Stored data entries
::::

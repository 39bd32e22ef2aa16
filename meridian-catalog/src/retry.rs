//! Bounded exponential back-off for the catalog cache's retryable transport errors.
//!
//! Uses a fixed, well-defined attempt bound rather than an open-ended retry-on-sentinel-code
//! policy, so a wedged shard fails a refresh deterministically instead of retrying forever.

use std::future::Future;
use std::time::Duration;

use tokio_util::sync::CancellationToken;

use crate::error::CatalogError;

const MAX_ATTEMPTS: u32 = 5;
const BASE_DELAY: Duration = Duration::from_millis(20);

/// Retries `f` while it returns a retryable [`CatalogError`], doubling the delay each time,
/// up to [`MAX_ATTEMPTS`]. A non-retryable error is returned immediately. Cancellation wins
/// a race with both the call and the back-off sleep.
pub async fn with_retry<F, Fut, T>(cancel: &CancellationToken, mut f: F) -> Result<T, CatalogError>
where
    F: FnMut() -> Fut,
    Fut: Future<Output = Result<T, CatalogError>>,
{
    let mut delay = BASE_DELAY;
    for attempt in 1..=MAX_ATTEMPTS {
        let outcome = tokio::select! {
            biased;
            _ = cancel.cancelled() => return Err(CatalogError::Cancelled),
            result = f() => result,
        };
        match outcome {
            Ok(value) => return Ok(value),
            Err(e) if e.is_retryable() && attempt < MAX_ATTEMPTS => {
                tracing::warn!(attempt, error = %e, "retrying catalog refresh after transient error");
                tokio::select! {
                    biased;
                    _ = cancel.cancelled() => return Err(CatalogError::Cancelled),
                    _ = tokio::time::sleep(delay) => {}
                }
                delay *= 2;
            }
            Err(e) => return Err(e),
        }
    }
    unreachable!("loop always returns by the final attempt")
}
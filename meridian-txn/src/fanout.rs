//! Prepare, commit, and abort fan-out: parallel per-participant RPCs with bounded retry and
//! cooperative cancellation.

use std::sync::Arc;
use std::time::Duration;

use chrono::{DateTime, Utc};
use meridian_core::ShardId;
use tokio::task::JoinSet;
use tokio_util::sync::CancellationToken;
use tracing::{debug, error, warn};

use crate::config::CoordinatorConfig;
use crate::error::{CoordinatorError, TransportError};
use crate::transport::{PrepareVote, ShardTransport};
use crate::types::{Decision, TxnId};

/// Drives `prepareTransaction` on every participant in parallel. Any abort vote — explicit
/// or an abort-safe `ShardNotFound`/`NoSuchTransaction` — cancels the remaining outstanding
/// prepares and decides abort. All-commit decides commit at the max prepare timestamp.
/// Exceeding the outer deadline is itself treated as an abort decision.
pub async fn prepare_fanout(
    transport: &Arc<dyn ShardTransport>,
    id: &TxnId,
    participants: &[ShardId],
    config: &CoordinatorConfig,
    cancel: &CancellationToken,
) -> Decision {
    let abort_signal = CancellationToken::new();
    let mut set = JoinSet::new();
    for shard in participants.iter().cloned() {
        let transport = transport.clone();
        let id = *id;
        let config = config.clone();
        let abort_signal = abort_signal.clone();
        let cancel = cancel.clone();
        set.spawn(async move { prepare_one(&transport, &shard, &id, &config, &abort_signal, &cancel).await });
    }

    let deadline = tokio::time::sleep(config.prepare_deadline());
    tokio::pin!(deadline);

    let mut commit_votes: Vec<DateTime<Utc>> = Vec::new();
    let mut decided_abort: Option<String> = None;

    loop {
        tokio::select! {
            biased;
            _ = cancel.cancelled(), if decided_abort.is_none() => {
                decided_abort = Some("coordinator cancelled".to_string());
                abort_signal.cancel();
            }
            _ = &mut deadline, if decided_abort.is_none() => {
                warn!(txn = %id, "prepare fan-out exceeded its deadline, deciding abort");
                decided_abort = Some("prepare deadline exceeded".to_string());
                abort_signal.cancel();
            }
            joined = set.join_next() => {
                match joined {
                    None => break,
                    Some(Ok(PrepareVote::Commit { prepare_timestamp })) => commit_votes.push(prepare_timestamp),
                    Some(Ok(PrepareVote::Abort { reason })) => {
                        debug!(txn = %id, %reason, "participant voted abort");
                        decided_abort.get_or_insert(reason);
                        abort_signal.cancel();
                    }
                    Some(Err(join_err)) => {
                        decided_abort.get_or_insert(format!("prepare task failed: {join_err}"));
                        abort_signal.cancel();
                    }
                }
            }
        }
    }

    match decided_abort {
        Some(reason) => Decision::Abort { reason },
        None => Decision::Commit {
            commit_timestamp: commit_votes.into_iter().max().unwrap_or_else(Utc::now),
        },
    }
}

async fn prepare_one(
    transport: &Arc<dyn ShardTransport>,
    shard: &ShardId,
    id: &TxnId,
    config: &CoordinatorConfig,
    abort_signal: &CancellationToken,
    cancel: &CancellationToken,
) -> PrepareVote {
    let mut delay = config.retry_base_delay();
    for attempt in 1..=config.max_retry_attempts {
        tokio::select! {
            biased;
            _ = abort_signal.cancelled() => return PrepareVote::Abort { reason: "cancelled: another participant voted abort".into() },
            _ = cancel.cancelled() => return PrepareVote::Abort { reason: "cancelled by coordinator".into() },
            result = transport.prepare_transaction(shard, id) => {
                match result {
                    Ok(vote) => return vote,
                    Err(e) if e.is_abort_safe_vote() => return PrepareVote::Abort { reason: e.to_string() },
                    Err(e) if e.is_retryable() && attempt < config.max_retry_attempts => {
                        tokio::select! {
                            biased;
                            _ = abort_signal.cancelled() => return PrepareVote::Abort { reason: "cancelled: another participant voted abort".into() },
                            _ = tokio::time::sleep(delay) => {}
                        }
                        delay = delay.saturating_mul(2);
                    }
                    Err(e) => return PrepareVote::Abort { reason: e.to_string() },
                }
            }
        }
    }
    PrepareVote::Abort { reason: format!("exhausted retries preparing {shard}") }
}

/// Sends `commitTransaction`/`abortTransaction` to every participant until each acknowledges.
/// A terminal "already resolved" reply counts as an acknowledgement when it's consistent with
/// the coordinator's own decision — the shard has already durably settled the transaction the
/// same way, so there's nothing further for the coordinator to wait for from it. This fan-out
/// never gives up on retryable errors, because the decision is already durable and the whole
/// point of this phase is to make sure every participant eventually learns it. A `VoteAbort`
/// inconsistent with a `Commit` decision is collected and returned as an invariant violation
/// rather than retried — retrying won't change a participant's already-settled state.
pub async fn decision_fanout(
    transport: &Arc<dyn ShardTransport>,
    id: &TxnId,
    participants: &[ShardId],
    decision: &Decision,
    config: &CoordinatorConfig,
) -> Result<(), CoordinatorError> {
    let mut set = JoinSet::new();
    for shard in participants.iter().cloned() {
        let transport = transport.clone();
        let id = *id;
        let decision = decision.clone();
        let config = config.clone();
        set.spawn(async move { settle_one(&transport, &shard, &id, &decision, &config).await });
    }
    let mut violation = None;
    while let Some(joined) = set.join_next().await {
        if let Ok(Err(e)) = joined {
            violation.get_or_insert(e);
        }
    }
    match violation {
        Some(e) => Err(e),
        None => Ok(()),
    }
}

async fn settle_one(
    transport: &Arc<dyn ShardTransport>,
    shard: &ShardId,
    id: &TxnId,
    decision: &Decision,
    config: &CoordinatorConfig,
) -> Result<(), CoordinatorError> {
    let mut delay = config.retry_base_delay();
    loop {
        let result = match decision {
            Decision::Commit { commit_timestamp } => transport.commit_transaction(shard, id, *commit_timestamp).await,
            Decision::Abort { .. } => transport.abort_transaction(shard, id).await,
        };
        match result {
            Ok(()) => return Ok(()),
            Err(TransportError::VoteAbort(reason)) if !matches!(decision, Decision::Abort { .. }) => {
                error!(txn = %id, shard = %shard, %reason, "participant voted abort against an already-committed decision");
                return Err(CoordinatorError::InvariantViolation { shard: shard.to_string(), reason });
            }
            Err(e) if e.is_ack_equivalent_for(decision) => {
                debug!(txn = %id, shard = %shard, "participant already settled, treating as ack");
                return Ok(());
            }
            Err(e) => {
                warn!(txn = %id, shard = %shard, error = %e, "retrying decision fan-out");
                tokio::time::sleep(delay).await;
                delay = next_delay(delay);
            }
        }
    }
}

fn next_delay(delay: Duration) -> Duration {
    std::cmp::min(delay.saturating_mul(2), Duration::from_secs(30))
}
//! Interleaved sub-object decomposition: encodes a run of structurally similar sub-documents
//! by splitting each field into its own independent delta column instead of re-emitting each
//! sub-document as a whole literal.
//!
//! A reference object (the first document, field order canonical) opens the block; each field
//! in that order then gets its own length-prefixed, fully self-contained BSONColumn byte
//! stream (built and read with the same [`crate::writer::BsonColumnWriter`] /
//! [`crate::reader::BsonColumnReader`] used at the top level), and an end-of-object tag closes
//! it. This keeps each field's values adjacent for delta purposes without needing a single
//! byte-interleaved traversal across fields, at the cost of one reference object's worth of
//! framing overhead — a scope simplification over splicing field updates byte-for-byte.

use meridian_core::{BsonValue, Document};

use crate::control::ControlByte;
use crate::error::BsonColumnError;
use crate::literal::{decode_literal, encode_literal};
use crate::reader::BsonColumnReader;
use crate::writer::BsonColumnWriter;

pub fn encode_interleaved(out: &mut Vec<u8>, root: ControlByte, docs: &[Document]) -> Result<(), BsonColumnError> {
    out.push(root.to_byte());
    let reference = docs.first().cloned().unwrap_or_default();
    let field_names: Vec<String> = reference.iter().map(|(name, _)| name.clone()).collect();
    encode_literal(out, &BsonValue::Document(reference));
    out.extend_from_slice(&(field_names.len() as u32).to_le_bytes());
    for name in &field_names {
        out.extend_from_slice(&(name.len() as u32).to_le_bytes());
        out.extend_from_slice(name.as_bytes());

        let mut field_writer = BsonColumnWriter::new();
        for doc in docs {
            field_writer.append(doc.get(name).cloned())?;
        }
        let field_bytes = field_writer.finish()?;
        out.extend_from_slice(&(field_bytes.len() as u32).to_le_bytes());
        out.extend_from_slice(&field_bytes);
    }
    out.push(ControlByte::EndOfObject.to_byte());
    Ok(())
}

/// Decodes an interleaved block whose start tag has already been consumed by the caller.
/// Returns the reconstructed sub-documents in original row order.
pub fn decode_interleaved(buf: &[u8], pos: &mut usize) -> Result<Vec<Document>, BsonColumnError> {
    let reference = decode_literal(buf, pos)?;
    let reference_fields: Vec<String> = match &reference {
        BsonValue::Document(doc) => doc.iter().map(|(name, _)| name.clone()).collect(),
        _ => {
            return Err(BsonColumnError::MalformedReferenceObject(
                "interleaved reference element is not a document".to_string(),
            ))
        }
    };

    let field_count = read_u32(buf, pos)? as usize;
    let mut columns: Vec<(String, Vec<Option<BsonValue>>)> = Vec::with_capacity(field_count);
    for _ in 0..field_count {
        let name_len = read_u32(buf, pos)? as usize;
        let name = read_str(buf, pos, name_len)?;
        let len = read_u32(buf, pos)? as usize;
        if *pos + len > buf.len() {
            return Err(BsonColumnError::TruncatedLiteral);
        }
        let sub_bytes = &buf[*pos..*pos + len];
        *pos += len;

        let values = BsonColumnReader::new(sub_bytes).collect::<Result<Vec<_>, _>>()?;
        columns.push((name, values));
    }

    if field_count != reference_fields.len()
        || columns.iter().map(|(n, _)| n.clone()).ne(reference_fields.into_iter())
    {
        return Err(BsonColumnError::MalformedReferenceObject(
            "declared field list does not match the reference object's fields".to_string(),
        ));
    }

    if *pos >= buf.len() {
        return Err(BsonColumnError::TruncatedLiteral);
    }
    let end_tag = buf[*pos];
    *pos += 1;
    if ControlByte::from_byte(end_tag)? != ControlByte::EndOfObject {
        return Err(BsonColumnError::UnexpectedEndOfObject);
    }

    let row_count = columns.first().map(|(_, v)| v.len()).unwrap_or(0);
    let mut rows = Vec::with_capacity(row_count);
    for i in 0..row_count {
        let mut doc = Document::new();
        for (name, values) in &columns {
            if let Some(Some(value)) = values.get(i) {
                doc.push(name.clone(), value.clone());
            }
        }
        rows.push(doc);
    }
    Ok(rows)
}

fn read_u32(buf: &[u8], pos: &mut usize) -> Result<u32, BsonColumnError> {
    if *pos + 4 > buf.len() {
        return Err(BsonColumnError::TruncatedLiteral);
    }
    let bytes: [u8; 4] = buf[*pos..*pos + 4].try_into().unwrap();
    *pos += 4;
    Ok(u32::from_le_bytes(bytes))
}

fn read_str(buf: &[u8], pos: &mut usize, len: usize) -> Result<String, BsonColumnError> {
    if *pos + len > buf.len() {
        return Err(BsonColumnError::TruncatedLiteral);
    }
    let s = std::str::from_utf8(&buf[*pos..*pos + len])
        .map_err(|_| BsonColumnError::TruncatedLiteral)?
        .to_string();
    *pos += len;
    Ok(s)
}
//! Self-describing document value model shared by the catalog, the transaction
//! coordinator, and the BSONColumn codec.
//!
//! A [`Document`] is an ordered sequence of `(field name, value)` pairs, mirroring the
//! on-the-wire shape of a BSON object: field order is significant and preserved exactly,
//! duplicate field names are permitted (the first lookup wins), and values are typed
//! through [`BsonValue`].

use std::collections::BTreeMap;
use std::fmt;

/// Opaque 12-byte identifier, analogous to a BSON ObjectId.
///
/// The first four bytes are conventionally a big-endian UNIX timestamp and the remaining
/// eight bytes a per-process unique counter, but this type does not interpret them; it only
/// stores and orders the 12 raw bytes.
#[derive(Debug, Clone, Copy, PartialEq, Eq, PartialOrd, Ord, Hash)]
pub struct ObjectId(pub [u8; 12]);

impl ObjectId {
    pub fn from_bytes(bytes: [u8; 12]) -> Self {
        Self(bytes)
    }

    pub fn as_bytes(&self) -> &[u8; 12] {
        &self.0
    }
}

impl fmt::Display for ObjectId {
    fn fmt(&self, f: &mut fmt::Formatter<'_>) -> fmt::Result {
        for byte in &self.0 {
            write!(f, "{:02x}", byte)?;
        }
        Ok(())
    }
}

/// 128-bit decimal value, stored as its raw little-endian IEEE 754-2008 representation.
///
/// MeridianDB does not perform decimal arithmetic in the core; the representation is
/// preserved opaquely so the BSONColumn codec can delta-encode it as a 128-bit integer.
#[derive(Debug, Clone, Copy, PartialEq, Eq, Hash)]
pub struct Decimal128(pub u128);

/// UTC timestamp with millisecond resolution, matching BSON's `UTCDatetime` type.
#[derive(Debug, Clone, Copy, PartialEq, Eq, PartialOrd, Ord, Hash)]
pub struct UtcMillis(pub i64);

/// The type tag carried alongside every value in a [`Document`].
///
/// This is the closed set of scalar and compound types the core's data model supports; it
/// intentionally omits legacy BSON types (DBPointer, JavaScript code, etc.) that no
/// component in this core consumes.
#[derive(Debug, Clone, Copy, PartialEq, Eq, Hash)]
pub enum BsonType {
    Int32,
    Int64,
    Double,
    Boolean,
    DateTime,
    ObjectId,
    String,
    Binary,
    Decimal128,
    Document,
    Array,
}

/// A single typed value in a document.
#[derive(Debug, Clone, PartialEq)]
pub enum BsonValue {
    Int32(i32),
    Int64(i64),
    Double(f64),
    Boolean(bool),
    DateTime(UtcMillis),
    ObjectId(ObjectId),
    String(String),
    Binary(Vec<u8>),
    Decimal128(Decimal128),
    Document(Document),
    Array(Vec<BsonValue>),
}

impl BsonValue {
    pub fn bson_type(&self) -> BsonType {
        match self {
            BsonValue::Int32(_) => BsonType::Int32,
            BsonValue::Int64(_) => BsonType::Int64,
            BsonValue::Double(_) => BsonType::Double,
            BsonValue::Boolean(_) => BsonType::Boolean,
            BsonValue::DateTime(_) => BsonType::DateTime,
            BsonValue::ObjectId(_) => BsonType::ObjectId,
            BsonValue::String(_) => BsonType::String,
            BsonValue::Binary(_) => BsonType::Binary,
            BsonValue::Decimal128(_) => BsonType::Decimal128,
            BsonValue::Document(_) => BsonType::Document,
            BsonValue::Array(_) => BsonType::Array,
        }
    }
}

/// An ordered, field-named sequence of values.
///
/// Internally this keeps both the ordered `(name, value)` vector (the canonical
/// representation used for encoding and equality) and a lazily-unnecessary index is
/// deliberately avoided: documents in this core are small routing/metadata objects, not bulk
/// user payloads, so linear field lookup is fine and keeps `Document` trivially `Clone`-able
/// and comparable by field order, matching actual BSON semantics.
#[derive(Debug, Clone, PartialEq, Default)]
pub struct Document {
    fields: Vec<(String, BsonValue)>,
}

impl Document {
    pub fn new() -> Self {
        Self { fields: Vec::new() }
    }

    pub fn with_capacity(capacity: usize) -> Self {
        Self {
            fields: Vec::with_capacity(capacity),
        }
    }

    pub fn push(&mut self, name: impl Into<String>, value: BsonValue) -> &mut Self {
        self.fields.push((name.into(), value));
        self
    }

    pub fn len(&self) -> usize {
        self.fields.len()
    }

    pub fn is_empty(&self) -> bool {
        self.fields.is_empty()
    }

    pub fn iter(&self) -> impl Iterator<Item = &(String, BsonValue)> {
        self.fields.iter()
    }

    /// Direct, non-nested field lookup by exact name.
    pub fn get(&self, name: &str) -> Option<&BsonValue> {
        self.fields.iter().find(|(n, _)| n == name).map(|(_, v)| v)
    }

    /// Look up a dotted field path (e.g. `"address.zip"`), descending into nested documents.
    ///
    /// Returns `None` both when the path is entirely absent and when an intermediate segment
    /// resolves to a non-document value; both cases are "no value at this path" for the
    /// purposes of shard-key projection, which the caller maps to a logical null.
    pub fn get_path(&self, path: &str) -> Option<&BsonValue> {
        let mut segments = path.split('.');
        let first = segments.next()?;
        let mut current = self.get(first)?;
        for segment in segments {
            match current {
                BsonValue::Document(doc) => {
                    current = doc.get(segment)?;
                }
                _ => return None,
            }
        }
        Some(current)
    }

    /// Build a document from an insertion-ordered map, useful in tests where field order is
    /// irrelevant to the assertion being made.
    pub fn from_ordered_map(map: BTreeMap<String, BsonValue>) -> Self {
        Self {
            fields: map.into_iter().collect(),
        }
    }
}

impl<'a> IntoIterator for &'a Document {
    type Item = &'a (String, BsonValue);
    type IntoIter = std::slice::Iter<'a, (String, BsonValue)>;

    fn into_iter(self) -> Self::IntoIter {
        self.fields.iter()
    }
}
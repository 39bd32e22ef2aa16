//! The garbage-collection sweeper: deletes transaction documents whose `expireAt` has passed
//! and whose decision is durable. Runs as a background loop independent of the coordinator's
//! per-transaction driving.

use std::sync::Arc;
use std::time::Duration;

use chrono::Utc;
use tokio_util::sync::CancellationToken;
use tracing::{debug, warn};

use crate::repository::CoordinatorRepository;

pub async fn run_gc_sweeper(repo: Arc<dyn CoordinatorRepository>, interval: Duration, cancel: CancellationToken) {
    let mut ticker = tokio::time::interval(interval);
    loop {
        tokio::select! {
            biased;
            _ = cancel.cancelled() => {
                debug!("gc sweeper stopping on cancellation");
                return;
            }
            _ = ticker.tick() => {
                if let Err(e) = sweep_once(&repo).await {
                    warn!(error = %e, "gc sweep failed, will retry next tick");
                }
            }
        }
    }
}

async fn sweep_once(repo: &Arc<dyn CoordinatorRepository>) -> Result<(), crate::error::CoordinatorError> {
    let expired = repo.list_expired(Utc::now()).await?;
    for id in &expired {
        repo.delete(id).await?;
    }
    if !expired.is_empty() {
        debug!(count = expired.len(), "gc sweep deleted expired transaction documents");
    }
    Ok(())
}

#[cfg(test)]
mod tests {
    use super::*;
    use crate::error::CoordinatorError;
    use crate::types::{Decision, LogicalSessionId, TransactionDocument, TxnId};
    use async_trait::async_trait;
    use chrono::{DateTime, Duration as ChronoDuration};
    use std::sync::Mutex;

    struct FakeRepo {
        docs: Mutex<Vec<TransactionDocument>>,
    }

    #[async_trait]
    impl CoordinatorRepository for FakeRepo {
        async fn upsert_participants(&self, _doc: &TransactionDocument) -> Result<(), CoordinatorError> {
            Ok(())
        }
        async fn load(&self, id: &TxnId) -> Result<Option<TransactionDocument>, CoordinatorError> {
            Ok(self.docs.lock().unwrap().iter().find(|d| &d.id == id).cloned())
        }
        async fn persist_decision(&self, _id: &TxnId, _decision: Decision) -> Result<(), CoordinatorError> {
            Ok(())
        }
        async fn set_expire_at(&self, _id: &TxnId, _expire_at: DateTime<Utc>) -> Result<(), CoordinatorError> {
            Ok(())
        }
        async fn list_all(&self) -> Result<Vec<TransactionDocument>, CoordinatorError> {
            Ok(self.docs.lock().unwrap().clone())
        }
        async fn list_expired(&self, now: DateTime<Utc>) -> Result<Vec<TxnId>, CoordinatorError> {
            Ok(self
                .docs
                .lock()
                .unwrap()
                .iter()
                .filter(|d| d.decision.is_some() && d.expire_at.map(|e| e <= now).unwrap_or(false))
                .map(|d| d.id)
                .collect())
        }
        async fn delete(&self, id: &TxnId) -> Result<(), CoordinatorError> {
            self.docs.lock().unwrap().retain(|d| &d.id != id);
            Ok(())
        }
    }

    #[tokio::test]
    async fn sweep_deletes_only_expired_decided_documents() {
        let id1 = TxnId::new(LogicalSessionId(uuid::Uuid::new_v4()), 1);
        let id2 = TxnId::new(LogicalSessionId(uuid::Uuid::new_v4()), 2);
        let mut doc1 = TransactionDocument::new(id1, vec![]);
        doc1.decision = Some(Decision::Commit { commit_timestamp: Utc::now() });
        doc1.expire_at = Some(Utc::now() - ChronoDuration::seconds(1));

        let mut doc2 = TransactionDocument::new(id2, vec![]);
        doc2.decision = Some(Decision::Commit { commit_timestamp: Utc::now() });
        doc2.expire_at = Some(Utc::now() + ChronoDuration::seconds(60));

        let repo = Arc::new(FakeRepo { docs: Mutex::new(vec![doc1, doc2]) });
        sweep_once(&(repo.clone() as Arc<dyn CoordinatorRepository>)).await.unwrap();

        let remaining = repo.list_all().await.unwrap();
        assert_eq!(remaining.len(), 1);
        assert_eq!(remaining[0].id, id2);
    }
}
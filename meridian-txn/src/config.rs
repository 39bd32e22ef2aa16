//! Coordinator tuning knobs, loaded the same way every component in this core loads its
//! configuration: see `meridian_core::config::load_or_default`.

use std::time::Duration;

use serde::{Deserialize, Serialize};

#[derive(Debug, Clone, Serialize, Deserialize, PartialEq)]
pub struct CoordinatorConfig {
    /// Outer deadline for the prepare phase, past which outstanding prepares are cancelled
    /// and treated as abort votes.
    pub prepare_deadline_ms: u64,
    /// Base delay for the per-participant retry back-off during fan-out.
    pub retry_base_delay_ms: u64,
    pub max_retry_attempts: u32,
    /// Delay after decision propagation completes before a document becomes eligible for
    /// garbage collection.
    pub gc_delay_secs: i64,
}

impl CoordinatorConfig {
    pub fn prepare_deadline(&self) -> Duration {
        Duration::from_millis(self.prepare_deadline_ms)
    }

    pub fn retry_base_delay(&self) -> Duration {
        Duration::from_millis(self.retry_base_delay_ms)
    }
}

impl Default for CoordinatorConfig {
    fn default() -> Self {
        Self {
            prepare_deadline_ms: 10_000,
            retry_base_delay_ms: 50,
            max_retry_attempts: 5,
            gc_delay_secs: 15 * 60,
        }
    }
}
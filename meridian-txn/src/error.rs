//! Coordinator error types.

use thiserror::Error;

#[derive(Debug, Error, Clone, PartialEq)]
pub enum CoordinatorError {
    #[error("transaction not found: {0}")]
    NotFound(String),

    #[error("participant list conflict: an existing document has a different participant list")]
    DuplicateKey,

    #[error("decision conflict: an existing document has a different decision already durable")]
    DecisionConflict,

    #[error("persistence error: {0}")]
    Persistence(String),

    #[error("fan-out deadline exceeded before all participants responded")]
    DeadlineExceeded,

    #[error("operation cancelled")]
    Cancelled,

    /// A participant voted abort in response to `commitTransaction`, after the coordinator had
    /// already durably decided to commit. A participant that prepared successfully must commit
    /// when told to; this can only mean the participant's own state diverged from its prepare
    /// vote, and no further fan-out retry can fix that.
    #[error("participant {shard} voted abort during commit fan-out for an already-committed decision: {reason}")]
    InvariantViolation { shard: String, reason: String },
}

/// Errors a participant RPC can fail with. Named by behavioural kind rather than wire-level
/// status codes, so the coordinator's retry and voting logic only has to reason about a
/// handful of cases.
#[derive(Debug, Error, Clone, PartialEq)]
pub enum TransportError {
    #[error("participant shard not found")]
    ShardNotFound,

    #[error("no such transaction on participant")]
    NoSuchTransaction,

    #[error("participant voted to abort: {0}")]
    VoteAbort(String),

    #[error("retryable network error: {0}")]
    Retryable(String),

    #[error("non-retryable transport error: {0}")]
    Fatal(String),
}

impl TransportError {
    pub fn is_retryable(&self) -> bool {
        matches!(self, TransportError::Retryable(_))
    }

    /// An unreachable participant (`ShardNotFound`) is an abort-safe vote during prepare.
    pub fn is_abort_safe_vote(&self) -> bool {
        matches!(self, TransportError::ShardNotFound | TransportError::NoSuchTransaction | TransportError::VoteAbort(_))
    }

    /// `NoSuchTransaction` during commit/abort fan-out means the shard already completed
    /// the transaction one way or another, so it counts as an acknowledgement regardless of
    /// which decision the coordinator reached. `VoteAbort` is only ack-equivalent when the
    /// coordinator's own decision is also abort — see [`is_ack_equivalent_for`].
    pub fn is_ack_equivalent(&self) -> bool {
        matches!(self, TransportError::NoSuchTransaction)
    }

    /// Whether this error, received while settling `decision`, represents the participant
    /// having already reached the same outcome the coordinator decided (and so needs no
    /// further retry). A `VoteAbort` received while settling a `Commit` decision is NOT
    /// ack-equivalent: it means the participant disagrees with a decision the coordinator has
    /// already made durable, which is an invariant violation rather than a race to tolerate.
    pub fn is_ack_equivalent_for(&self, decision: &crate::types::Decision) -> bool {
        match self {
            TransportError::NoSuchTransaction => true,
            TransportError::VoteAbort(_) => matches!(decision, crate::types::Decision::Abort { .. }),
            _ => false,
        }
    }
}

::::

What is expected - The required answer is the run of lines above, starting at the line with "doc2.expire_at = Some(Utc::now()" and ending at the line with "let remaining = repo.list_all().await.unwrap();", reproduced exactly with both ends.

Finished exercise -
        doc2.expire_at = Some(Utc::now() + ChronoDuration::seconds(60));

        let repo = Arc::new(FakeRepo { docs: Mutex::new(vec![doc1, doc2]) });
        sweep_once(&(repo.clone() as Arc<dyn CoordinatorRepository>)).await.unwrap();

        let remaining = repo.list_all().await.unwrap();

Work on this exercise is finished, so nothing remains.